* [Exercise details]: All lines in the material below that contain "MBTA" should be located and copied.

* [Input material]:
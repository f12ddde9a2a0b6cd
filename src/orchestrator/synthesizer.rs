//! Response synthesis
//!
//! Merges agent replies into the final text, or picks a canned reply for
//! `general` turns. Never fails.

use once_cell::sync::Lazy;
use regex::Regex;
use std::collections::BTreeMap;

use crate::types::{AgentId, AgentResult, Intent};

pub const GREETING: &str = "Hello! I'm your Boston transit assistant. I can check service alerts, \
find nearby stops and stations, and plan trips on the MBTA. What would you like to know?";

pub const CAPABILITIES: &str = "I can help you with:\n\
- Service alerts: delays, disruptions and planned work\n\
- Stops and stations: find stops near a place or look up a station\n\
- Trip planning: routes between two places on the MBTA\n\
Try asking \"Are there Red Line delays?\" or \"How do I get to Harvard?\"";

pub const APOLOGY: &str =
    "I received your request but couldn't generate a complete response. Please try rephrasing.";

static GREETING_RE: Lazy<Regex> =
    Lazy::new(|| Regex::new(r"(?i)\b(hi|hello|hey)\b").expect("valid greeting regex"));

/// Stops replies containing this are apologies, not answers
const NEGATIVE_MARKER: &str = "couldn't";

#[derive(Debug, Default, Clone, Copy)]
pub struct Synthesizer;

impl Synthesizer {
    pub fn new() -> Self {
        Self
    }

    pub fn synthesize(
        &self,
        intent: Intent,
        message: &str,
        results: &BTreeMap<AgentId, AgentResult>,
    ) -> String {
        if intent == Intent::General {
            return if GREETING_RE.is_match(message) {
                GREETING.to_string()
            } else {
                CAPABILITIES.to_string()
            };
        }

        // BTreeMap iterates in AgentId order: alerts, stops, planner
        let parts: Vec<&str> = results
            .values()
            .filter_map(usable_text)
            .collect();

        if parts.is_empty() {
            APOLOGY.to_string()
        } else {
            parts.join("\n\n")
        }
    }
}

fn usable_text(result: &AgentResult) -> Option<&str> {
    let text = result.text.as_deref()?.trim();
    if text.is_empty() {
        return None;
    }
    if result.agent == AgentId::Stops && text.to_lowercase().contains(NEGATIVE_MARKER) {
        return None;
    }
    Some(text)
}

* [Answer for the task]:
find nearby stops and stations, and plan trips on the MBTA. What would you like to know?";
- Trip planning: routes between two places on the MBTA\n\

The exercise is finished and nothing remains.